++++ Raw data

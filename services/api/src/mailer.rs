//! Contact form delivery

use anyhow::{Context, Result};
use async_trait::async_trait;
use reqwest::Client;
use serde::Deserialize;
use serde_json::json;
use tracing::info;

/// Resend transactional email endpoint
pub const RESEND_ENDPOINT: &str = "https://api.resend.com/emails";

/// Message submitted through the public contact form
#[derive(Debug, Clone)]
pub struct ContactMessage {
    pub name: String,
    pub email: String,
    pub message: String,
}

/// Delivers contact form messages to the institute
#[async_trait]
pub trait Mailer: Send + Sync {
    /// Send the notification, returning the provider's message id if any
    async fn send_contact(&self, message: &ContactMessage) -> Result<Option<String>>;
}

#[derive(Deserialize)]
struct ResendResponse {
    id: Option<String>,
}

/// Mailer backed by the Resend HTTP API
#[derive(Clone)]
pub struct ResendMailer {
    client: Client,
    endpoint: String,
    api_key: String,
    sender: String,
    recipient: String,
}

impl ResendMailer {
    pub fn new(api_key: String, sender: String, recipient: String) -> Self {
        Self {
            client: Client::new(),
            endpoint: RESEND_ENDPOINT.to_string(),
            api_key,
            sender,
            recipient,
        }
    }
}

#[async_trait]
impl Mailer for ResendMailer {
    async fn send_contact(&self, message: &ContactMessage) -> Result<Option<String>> {
        let payload = json!({
            "from": self.sender,
            "to": [self.recipient],
            "reply_to": message.email,
            "subject": format!("New inquiry from {}", message.name),
            "html": render_contact_html(message),
        });

        let response: ResendResponse = self
            .client
            .post(&self.endpoint)
            .bearer_auth(&self.api_key)
            .json(&payload)
            .send()
            .await
            .context("Failed to reach the email service")?
            .error_for_status()
            .context("Email service rejected the message")?
            .json()
            .await
            .context("Unexpected email service response")?;

        info!("Contact message forwarded with id {:?}", response.id);
        Ok(response.id)
    }
}

/// Escape text for embedding in HTML
pub fn escape_html(text: &str) -> String {
    let mut escaped = String::with_capacity(text.len());
    for c in text.chars() {
        match c {
            '&' => escaped.push_str("&amp;"),
            '<' => escaped.push_str("&lt;"),
            '>' => escaped.push_str("&gt;"),
            '"' => escaped.push_str("&quot;"),
            '\'' => escaped.push_str("&#39;"),
            _ => escaped.push(c),
        }
    }
    escaped
}

/// Notification body for a contact message
pub fn render_contact_html(message: &ContactMessage) -> String {
    let body = escape_html(&message.message).replace('\n', "<br/>");
    format!(
        r#"<div style="font-family: Arial, sans-serif; max-width: 600px; margin: 0 auto; padding: 20px;">
  <h2 style="margin: 0;">New Contact Message</h2>
  <p style="margin: 5px 0 15px;">Al Kainaat Learning &amp; Development Institute</p>
  <p><strong>Name:</strong> {}</p>
  <p><strong>Email:</strong> {}</p>
  <p><strong>Message:</strong></p>
  <div style="padding: 15px; border-left: 4px solid #3b82f6; line-height: 1.6;">{}</div>
</div>"#,
        escape_html(&message.name),
        escape_html(&message.email),
        body
    )
}
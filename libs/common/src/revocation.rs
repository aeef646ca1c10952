//! Revoked session tokens
//!
//! Logout places the token here for the rest of its lifetime; the gate
//! refuses any token found in the list.

use anyhow::Result;
use async_trait::async_trait;
use std::collections::HashMap;
use std::sync::Arc;
use std::time::{Duration, Instant};
use tokio::sync::Mutex;

use crate::cache::RedisPool;

#[async_trait]
pub trait RevocationList: Send + Sync {
    /// Revoke `token` for `ttl_seconds`; zero is a no-op
    async fn revoke(&self, token: &str, ttl_seconds: u64) -> Result<()>;

    async fn is_revoked(&self, token: &str) -> Result<bool>;
}

/// Revocation list shared by every service instance through Redis
#[derive(Clone)]
pub struct RedisRevocationList {
    redis_pool: RedisPool,
}

impl RedisRevocationList {
    pub fn new(redis_pool: RedisPool) -> Self {
        Self { redis_pool }
    }

    fn key(token: &str) -> String {
        format!("revoked_session:{}", token)
    }
}

#[async_trait]
impl RevocationList for RedisRevocationList {
    async fn revoke(&self, token: &str, ttl_seconds: u64) -> Result<()> {
        if ttl_seconds == 0 {
            return Ok(());
        }
        self.redis_pool.put_expiring(&Self::key(token), ttl_seconds).await
    }

    async fn is_revoked(&self, token: &str) -> Result<bool> {
        self.redis_pool.contains(&Self::key(token)).await
    }
}

/// Process-local revocation list for development and tests
#[derive(Clone, Default)]
pub struct MemoryRevocationList {
    entries: Arc<Mutex<HashMap<String, Instant>>>,
}

impl MemoryRevocationList {
    pub fn new() -> Self {
        Self::default()
    }
}

#[async_trait]
impl RevocationList for MemoryRevocationList {
    async fn revoke(&self, token: &str, ttl_seconds: u64) -> Result<()> {
        if ttl_seconds == 0 {
            return Ok(());
        }
        let mut entries = self.entries.lock().await;
        let now = Instant::now();
        entries.retain(|_, expires| *expires > now);
        entries.insert(token.to_string(), now + Duration::from_secs(ttl_seconds));
        Ok(())
    }

    async fn is_revoked(&self, token: &str) -> Result<bool> {
        let entries = self.entries.lock().await;
        Ok(entries
            .get(token)
            .is_some_and(|expires| *expires > Instant::now()))
    }
}
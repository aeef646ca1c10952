//! Redis access for short-lived markers
//!
//! Every key is placed under a namespace so several deployments can share
//! one Redis instance.

use anyhow::Result;
use redis::aio::MultiplexedConnection;
use redis::{AsyncCommands, Client};
use tracing::info;

const DEFAULT_REDIS_URL: &str = "redis://localhost:6379";
const DEFAULT_NAMESPACE: &str = "kainaat";

#[derive(Debug, Clone)]
pub struct RedisConfig {
    pub url: String,
    /// Prefix joined to every key with `:`
    pub namespace: String,
}

impl RedisConfig {
    /// Read `REDIS_URL` and `REDIS_NAMESPACE`, falling back to a local instance
    pub fn from_env() -> Result<Self> {
        Ok(Self {
            url: std::env::var("REDIS_URL").unwrap_or_else(|_| DEFAULT_REDIS_URL.to_string()),
            namespace: std::env::var("REDIS_NAMESPACE")
                .unwrap_or_else(|_| DEFAULT_NAMESPACE.to_string()),
        })
    }
}

#[derive(Clone)]
pub struct RedisPool {
    client: Client,
    namespace: String,
}

impl RedisPool {
    pub async fn new(config: &RedisConfig) -> Result<Self> {
        let client = Client::open(config.url.as_str())?;
        info!("Redis client initialized for namespace {}", config.namespace);
        Ok(Self {
            client,
            namespace: config.namespace.clone(),
        })
    }

    async fn connection(&self) -> Result<MultiplexedConnection> {
        Ok(self.client.get_multiplexed_async_connection().await?)
    }

    fn namespaced(&self, key: &str) -> String {
        format!("{}:{}", self.namespace, key)
    }

    /// Store a marker under `key` that Redis drops after `ttl_seconds`
    pub async fn put_expiring(&self, key: &str, ttl_seconds: u64) -> Result<()> {
        let mut conn = self.connection().await?;
        let _: () = conn.set_ex(self.namespaced(key), 1u8, ttl_seconds).await?;
        Ok(())
    }

    pub async fn contains(&self, key: &str) -> Result<bool> {
        let mut conn = self.connection().await?;
        let found: bool = conn.exists(self.namespaced(key)).await?;
        Ok(found)
    }

    /// PING the server
    pub async fn health_check(&self) -> Result<bool> {
        let mut conn = self.connection().await?;
        let pong: String = redis::cmd("PING").query_async(&mut conn).await?;
        Ok(pong == "PONG")
    }
}
//! Administrator credential model

use chrono::{DateTime, Utc};
use common::session::AdminRole;
use serde::Serialize;
use uuid::Uuid;

/// Administrator entity
#[derive(Debug, Clone)]
pub struct AdminRecord {
    pub id: Uuid,
    pub username: String,
    pub email: String,
    /// Argon2id PHC string, salt included
    pub password_hash: String,
    pub role: AdminRole,
    pub created_at: DateTime<Utc>,
    pub last_login: Option<DateTime<Utc>>,
}

/// New administrator payload, password already hashed
#[derive(Debug, Clone)]
pub struct NewAdmin {
    pub username: String,
    pub email: String,
    pub password_hash: String,
}

/// Public view of an administrator, safe to return to clients
#[derive(Debug, Clone, Serialize)]
pub struct AdminSummary {
    pub id: Uuid,
    pub username: String,
    pub email: String,
    pub role: AdminRole,
}

impl From<&AdminRecord> for AdminSummary {
    fn from(admin: &AdminRecord) -> Self {
        Self {
            id: admin.id,
            username: admin.username.clone(),
            email: admin.email.clone(),
            role: admin.role,
        }
    }
}
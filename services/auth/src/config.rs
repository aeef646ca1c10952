//! Authentication service settings
//!
//! Loaded from `KAINAAT_*` environment variables, e.g.
//! `KAINAAT_SESSION_SECRET` or `KAINAAT_LOGIN_MAX_ATTEMPTS`.

use anyhow::{Context, Result};
use chrono::Duration;
use common::database::StorageBackend;
use common::session::{DEFAULT_SESSION_TTL_HOURS, SessionCodec};
use serde::Deserialize;

use crate::rate_limiter::RateLimiterConfig;

/// Environment variable prefix shared by the services
pub const ENV_PREFIX: &str = "KAINAAT";

#[derive(Debug, Clone, Deserialize)]
pub struct AuthSettings {
    pub bind_address: String,
    /// HMAC key for session tokens, shared with the api service
    pub session_secret: String,
    pub session_ttl_hours: i64,
    /// Adds the `Secure` attribute to the session cookie
    pub secure_cookies: bool,
    pub storage: StorageBackend,
    /// Enables `POST /api/admin/create` when set
    pub provisioning_secret: Option<String>,
    pub bootstrap_admin_username: Option<String>,
    pub bootstrap_admin_email: Option<String>,
    pub bootstrap_admin_password: Option<String>,
    pub login_max_attempts: u32,
    pub login_window_seconds: u64,
    pub login_ban_seconds: u64,
}

/// First administrator created on an empty credential store
#[derive(Debug, Clone)]
pub struct BootstrapAdmin {
    pub username: String,
    pub email: String,
    pub password: String,
}

impl AuthSettings {
    /// Load settings from the process environment
    pub fn load() -> Result<Self> {
        Self::from_environment(config::Environment::with_prefix(ENV_PREFIX))
    }

    pub fn from_environment(environment: config::Environment) -> Result<Self> {
        let limits = RateLimiterConfig::default();
        let settings = config::Config::builder()
            .set_default("bind_address", "0.0.0.0:3000")?
            .set_default("session_ttl_hours", DEFAULT_SESSION_TTL_HOURS)?
            .set_default("secure_cookies", true)?
            .set_default("storage", "postgres")?
            .set_default("login_max_attempts", i64::from(limits.max_attempts))?
            .set_default("login_window_seconds", limits.window_seconds as i64)?
            .set_default("login_ban_seconds", limits.ban_duration_seconds as i64)?
            .add_source(environment.try_parsing(true))
            .build()?;

        settings
            .try_deserialize()
            .context("Invalid authentication service settings")
    }

    pub fn session_codec(&self) -> Result<SessionCodec> {
        SessionCodec::new(
            self.session_secret.as_bytes(),
            Duration::hours(self.session_ttl_hours),
        )
    }

    pub fn rate_limiter_config(&self) -> RateLimiterConfig {
        RateLimiterConfig {
            max_attempts: self.login_max_attempts,
            window_seconds: self.login_window_seconds,
            ban_duration_seconds: self.login_ban_seconds,
        }
    }

    /// Bootstrap credentials, present only when all three are configured
    pub fn bootstrap_admin(&self) -> Option<BootstrapAdmin> {
        Some(BootstrapAdmin {
            username: self.bootstrap_admin_username.clone()?,
            email: self.bootstrap_admin_email.clone()?,
            password: self.bootstrap_admin_password.clone()?,
        })
    }
}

++++++++

* _Assignment_
Your job is to copy out every line from the records above that has the word "const".

* _Answer section_
pub const RESEND_ENDPOINT: &str = "https://api.resend.com/emails";
const DEFAULT_REDIS_URL: &str = "redis://localhost:6379";
const DEFAULT_NAMESPACE: &str = "kainaat";
pub const ENV_PREFIX: &str = "KAINAAT";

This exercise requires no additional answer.